-- What you should do --
Starting at the line below holding "user preferences file." and stopping at the line holding "pub fn move_to_backup_file(original: &Path)", print every line exactly, both ends included, and leave the rest out.

-- Task input --
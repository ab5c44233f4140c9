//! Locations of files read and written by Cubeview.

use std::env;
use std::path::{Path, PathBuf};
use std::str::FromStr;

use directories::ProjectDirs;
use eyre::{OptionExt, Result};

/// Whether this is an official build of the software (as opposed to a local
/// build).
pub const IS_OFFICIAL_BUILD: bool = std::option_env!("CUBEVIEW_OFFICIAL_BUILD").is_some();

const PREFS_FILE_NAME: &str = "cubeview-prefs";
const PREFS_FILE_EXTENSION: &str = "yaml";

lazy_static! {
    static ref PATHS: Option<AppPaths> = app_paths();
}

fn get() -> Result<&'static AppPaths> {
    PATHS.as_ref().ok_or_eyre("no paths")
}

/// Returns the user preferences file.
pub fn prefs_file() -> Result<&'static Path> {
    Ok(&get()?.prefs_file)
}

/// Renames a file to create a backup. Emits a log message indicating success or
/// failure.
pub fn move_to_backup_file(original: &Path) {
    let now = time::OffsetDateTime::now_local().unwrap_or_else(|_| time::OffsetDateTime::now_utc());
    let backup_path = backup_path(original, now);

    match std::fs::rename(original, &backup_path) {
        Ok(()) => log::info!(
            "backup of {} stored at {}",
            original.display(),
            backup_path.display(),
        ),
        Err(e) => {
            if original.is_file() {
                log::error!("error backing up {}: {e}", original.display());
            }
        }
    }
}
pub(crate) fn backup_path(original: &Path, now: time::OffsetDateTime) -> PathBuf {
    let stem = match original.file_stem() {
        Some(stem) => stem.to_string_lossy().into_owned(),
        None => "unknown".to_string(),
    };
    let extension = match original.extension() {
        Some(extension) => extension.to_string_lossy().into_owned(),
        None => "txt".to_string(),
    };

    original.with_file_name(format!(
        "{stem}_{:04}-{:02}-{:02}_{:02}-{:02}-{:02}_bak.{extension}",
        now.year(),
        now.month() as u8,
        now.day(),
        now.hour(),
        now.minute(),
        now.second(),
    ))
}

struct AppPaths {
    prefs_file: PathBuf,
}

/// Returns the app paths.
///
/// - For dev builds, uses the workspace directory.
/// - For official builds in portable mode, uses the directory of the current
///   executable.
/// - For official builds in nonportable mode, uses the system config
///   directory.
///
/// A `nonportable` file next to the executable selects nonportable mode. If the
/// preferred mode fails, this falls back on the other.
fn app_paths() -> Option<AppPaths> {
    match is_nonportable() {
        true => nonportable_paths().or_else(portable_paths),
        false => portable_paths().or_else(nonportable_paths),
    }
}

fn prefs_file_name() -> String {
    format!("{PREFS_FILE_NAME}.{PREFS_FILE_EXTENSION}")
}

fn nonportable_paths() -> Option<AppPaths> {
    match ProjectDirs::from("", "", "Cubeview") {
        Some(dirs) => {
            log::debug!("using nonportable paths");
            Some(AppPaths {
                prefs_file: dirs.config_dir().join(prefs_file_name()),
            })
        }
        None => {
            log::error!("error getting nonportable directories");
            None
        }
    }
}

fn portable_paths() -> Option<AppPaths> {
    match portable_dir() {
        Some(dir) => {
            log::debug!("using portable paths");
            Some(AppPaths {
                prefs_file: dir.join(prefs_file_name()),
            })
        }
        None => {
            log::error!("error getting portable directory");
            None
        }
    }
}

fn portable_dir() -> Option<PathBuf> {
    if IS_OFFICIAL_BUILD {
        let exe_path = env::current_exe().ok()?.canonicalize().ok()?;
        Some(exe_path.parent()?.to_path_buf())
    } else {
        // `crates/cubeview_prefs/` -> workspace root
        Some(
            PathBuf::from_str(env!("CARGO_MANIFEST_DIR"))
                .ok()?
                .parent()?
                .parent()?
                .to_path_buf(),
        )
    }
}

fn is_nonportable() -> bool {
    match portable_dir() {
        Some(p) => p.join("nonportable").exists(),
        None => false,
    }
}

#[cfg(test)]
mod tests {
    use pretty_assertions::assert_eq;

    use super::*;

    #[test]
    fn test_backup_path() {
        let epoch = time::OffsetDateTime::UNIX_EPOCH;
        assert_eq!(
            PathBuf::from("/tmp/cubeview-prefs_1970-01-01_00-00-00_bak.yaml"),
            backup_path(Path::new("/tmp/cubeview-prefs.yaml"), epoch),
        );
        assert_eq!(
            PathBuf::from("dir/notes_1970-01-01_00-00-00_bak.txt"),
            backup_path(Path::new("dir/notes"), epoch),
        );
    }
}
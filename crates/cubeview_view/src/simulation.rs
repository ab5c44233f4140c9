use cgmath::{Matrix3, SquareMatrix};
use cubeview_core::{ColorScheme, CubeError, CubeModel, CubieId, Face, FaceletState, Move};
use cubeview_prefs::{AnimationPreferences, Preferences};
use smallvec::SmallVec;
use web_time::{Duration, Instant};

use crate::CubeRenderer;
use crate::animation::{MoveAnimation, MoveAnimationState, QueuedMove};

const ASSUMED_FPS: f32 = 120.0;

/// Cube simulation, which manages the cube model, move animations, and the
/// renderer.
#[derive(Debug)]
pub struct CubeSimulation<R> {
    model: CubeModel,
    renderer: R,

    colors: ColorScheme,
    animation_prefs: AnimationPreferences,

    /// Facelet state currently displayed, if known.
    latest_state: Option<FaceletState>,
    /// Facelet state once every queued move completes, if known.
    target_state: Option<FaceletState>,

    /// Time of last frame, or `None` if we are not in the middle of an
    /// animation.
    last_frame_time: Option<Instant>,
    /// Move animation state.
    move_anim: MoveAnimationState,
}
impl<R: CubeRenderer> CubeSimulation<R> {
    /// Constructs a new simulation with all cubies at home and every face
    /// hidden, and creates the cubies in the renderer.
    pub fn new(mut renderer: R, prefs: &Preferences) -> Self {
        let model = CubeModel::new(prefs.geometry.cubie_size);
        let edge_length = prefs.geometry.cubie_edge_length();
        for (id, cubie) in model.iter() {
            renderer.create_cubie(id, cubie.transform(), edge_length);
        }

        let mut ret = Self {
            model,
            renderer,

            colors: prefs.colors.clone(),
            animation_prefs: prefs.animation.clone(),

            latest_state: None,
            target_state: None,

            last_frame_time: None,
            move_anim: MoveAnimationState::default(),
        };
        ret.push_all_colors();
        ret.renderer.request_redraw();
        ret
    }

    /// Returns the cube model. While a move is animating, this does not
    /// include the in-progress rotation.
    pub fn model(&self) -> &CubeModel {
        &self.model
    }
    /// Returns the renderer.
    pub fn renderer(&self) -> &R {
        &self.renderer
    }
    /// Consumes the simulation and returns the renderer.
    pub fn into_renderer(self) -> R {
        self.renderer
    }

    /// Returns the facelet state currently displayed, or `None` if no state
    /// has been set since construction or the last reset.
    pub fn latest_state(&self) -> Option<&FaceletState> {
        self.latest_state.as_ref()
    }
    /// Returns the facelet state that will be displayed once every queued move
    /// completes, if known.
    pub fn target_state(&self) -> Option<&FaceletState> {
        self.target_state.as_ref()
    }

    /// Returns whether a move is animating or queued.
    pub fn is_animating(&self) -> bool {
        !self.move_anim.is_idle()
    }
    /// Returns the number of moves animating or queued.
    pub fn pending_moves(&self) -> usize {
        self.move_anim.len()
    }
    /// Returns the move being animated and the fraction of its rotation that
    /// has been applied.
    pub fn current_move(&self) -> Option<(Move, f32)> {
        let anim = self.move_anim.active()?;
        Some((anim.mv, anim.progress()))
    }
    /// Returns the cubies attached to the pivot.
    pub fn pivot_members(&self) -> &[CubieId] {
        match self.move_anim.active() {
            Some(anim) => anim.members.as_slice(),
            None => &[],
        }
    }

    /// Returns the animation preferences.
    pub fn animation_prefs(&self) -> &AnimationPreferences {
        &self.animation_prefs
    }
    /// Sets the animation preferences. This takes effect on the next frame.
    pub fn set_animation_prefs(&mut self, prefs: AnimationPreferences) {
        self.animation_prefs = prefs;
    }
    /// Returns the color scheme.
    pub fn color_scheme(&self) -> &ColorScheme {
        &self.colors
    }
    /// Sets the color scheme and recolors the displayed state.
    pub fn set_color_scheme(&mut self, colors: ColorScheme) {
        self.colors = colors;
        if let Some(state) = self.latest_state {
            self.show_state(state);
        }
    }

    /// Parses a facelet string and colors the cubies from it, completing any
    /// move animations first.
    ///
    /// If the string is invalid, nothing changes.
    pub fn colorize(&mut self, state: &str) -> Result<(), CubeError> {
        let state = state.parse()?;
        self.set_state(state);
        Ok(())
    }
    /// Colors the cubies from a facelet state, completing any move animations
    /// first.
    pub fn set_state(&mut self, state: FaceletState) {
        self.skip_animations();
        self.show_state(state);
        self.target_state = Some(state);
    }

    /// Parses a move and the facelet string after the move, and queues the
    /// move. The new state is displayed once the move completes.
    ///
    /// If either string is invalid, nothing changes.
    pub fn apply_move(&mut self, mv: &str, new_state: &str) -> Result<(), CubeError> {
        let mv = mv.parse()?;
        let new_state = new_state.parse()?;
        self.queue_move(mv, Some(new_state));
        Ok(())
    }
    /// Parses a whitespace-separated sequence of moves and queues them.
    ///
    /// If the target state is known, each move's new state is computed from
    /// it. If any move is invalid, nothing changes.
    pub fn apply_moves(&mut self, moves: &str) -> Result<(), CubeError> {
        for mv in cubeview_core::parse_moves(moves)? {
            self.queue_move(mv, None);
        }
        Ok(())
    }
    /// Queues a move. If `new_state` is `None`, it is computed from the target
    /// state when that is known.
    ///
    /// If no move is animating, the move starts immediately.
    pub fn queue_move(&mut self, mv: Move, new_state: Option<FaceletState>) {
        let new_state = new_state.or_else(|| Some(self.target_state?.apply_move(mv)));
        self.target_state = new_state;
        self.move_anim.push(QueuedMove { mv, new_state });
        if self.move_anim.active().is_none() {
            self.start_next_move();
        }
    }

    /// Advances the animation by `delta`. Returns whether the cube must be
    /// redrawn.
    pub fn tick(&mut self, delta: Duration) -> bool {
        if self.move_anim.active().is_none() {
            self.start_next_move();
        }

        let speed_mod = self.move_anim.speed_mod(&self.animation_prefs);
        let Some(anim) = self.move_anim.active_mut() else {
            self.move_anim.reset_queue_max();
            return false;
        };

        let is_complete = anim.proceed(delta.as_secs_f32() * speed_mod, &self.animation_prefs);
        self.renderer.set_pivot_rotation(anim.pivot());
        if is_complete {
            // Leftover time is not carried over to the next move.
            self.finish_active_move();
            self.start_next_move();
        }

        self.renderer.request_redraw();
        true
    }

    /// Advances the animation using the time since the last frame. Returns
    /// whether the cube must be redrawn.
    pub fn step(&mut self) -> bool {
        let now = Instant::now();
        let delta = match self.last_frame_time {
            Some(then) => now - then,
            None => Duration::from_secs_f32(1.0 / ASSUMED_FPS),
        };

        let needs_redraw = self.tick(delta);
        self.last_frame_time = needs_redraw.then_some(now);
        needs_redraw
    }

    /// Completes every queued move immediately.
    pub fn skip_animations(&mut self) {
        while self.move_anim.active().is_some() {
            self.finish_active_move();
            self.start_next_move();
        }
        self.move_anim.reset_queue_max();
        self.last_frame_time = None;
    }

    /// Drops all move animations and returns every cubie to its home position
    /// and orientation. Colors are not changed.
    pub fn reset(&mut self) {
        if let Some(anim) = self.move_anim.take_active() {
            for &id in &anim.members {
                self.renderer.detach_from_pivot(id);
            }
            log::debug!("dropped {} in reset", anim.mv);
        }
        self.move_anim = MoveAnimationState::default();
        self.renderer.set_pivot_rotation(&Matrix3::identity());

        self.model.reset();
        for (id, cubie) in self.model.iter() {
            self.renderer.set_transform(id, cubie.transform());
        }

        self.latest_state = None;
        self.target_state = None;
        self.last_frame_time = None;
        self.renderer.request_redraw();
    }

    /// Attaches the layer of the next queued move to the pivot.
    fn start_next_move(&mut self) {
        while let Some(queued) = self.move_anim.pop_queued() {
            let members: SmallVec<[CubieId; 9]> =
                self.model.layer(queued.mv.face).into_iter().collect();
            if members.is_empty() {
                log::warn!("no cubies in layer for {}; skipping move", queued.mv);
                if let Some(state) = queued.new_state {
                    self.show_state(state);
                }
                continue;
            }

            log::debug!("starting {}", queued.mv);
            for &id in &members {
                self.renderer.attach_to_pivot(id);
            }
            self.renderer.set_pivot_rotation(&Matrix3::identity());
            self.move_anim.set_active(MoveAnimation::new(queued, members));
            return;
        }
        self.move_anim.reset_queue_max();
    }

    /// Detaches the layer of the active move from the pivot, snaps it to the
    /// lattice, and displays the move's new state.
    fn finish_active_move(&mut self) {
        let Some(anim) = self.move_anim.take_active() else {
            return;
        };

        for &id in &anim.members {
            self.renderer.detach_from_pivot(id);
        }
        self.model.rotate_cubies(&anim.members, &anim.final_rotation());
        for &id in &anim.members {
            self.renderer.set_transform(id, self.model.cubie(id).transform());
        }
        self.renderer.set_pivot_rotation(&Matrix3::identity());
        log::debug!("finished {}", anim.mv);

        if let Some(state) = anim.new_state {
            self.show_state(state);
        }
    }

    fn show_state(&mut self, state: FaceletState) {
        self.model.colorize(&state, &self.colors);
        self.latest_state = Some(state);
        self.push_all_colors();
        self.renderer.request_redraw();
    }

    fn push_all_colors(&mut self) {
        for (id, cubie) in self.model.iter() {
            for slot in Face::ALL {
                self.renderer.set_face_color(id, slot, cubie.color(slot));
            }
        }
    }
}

-- Response to the task --
/// Returns the user preferences file.
pub fn prefs_file() -> Result<&'static Path> {
    Ok(&get()?.prefs_file)
}

/// Renames a file to create a backup. Emits a log message indicating success or
/// failure.
pub fn move_to_backup_file(original: &Path) {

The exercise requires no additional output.